What to work on:
Please return every line of the records that contains the word "thread".

▽

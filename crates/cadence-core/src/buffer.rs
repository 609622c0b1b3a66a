//! Fixed-size multi-channel sample buffers.
//!
//! [`SampleBuffer`] is the unit of audio exchanged between the hardware
//! callback and the processing graph. It holds `channels` independent
//! sequences of `block_size` double-precision samples in one contiguous
//! allocation (channel-major, non-interleaved):
//!
//! ```text
//! [ ch0[0] .. ch0[N-1] | ch1[0] .. ch1[N-1] | ... ]
//! ```
//!
//! Dimensions are fixed at creation. The only way to change them is
//! [`create_buffers()`](SampleBuffer::create_buffers), which discards the
//! previous contents. That call allocates and belongs on the control thread;
//! everything else is allocation-free and safe for the audio thread.
//!
//! Hardware APIs hand out interleaved `f32` frames, so the buffer also
//! provides [`read_interleaved`](SampleBuffer::read_interleaved) and
//! [`write_interleaved`](SampleBuffer::write_interleaved) for the copy in and
//! out of the callback. Both clamp to the configured bounds and never index
//! out of range.
//!
//! # Example
//!
//! ```rust
//! use cadence_core::SampleBuffer;
//!
//! let mut buffer = SampleBuffer::with_size(2, 256);
//! buffer.set_sample(1, 10, 0.5).unwrap();
//! assert_eq!(buffer.sample(1, 10).unwrap(), 0.5);
//! assert!(buffer.sample(2, 0).is_err());
//! ```

#[cfg(not(feature = "std"))]
use alloc::vec::Vec;

/// Out-of-range access on a [`SampleBuffer`].
///
/// Real-time callers never trigger these: bounds are fixed when the stream
/// format is negotiated and callbacks never exceed them.
#[derive(Debug, Clone, Copy, PartialEq, Eq)]
pub enum BufferError {
    /// The channel index is not below the channel count.
    ChannelOutOfRange {
        /// Requested channel.
        index: usize,
        /// Configured channel count.
        channels: usize,
    },
    /// The frame index is not below the block size.
    FrameOutOfRange {
        /// Requested frame.
        index: usize,
        /// Configured block size.
        frames: usize,
    },
}

#[cfg(feature = "std")]
impl std::fmt::Display for BufferError {
    fn fmt(&self, f: &mut core::fmt::Formatter<'_>) -> core::fmt::Result {
        match self {
            Self::ChannelOutOfRange { index, channels } => {
                write!(f, "channel {index} out of range ({channels} channels)")
            }
            Self::FrameOutOfRange { index, frames } => {
                write!(f, "frame {index} out of range (block size {frames})")
            }
        }
    }
}

#[cfg(feature = "std")]
impl std::error::Error for BufferError {}

/// Multi-channel, fixed-block-size `f64` sample buffer.
///
/// # Invariants
///
/// - Every channel has exactly `block_size` samples.
/// - `data.len() == channels * block_size`.
/// - Dimensions only change through [`create_buffers()`](Self::create_buffers).
#[derive(Debug, Clone, Default, PartialEq)]
pub struct SampleBuffer {
    data: Vec<f64>,
    channels: usize,
    block_size: usize,
}

impl SampleBuffer {
    /// Creates an empty buffer with no channels.
    pub fn new() -> Self {
        Self::default()
    }

    /// Creates a zeroed buffer with the given dimensions.
    pub fn with_size(channels: usize, block_size: usize) -> Self {
        let mut buffer = Self::new();
        buffer.create_buffers(channels, block_size);
        buffer
    }

    /// (Re)allocates storage for `channels` sequences of `block_size` samples.
    ///
    /// Previous contents are discarded; the new storage is zeroed. Allocates,
    /// so call it from the control thread only.
    pub fn create_buffers(&mut self, channels: usize, block_size: usize) {
        #[cfg(feature = "tracing")]
        tracing::debug!(channels, block_size, "sample buffer reallocated");

        self.data.clear();
        self.data.resize(channels * block_size, 0.0);
        self.channels = channels;
        self.block_size = block_size;
    }

    /// Number of channels.
    #[inline]
    pub fn channels(&self) -> usize {
        self.channels
    }

    /// Samples per channel.
    #[inline]
    pub fn block_size(&self) -> usize {
        self.block_size
    }

    /// True when the buffer holds no samples.
    #[inline]
    pub fn is_empty(&self) -> bool {
        self.data.is_empty()
    }

    /// Zero-fills every channel without reallocating.
    #[inline]
    pub fn clear(&mut self) {
        self.data.fill(0.0);
    }

    /// Read-only view of one channel's samples.
    pub fn channel(&self, channel: usize) -> Result<&[f64], BufferError> {
        let range = self.channel_range(channel)?;
        Ok(&self.data[range])
    }

    /// Mutable view of one channel's samples, for bulk copies.
    pub fn channel_mut(&mut self, channel: usize) -> Result<&mut [f64], BufferError> {
        let range = self.channel_range(channel)?;
        Ok(&mut self.data[range])
    }

    /// Reads a single sample.
    pub fn sample(&self, channel: usize, frame: usize) -> Result<f64, BufferError> {
        let index = self.sample_index(channel, frame)?;
        Ok(self.data[index])
    }

    /// Writes a single sample.
    pub fn set_sample(&mut self, channel: usize, frame: usize, value: f64) -> Result<(), BufferError> {
        let index = self.sample_index(channel, frame)?;
        self.data[index] = value;
        Ok(())
    }

    /// Iterates over all channels as slices.
    pub fn iter_channels(&self) -> impl Iterator<Item = &[f64]> {
        // chunks_exact(0) panics; an empty buffer has no channels to yield anyway
        self.data.chunks_exact(self.block_size.max(1)).take(self.channels)
    }

    /// Iterates over all channels as mutable slices.
    pub fn iter_channels_mut(&mut self) -> impl Iterator<Item = &mut [f64]> {
        let channels = self.channels;
        self.data
            .chunks_exact_mut(self.block_size.max(1))
            .take(channels)
    }

    /// Deinterleaves hardware frames into the start of this buffer.
    ///
    /// Copies up to `frames` frames from `src` (laid out `[c0, c1, .., c0, c1, ..]`
    /// with `src_channels` per frame) into positions `0..frames`. The copy is
    /// clamped to the block size and to the frames actually present in `src`.
    /// Channels the source does not carry are zeroed over that range; source
    /// channels beyond this buffer's channel count are dropped. With
    /// `src_channels == 0` every channel reads as silence.
    ///
    /// Returns the number of frames copied.
    pub fn read_interleaved(&mut self, src: &[f32], src_channels: usize, frames: usize) -> usize {
        let frames = if src_channels == 0 {
            frames.min(self.block_size)
        } else {
            self.clamp_frames(frames, src.len(), src_channels)
        };
        if frames == 0 {
            return 0;
        }
        let block_size = self.block_size;

        for (ch, dst) in self
            .data
            .chunks_exact_mut(block_size)
            .take(self.channels)
            .enumerate()
        {
            let dst = &mut dst[..frames];
            if ch < src_channels {
                for (sample, frame) in dst.iter_mut().zip(src.chunks_exact(src_channels)) {
                    *sample = f64::from(frame[ch]);
                }
            } else {
                dst.fill(0.0);
            }
        }
        frames
    }

    /// Interleaves the start of this buffer into hardware frames.
    ///
    /// Writes positions `0..frames` into `dst`, which has `dst_channels` per
    /// frame. Hardware channels beyond this buffer's channel count are left
    /// untouched (callers clear the output first).
    ///
    /// Returns the number of frames written.
    pub fn write_interleaved(&self, dst: &mut [f32], dst_channels: usize, frames: usize) -> usize {
        let frames = self.clamp_frames(frames, dst.len(), dst_channels);
        if frames == 0 {
            return 0;
        }

        for (ch, src) in self.iter_channels().enumerate().take(dst_channels) {
            for (frame, &sample) in dst.chunks_exact_mut(dst_channels).zip(&src[..frames]) {
                frame[ch] = sample as f32;
            }
        }
        frames
    }

    fn clamp_frames(&self, frames: usize, len: usize, channels: usize) -> usize {
        if channels == 0 {
            return 0;
        }
        frames.min(self.block_size).min(len / channels)
    }

    fn channel_range(&self, channel: usize) -> Result<core::ops::Range<usize>, BufferError> {
        if channel >= self.channels {
            return Err(BufferError::ChannelOutOfRange {
                index: channel,
                channels: self.channels,
            });
        }
        let start = channel * self.block_size;
        Ok(start..start + self.block_size)
    }

    fn sample_index(&self, channel: usize, frame: usize) -> Result<usize, BufferError> {
        let range = self.channel_range(channel)?;
        if frame >= self.block_size {
            return Err(BufferError::FrameOutOfRange {
                index: frame,
                frames: self.block_size,
            });
        }
        Ok(range.start + frame)
    }
}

△

Response for this exercise:
//! previous contents. That call allocates and belongs on the control thread;
//! everything else is allocation-free and safe for the audio thread.
    /// so call it from the control thread only.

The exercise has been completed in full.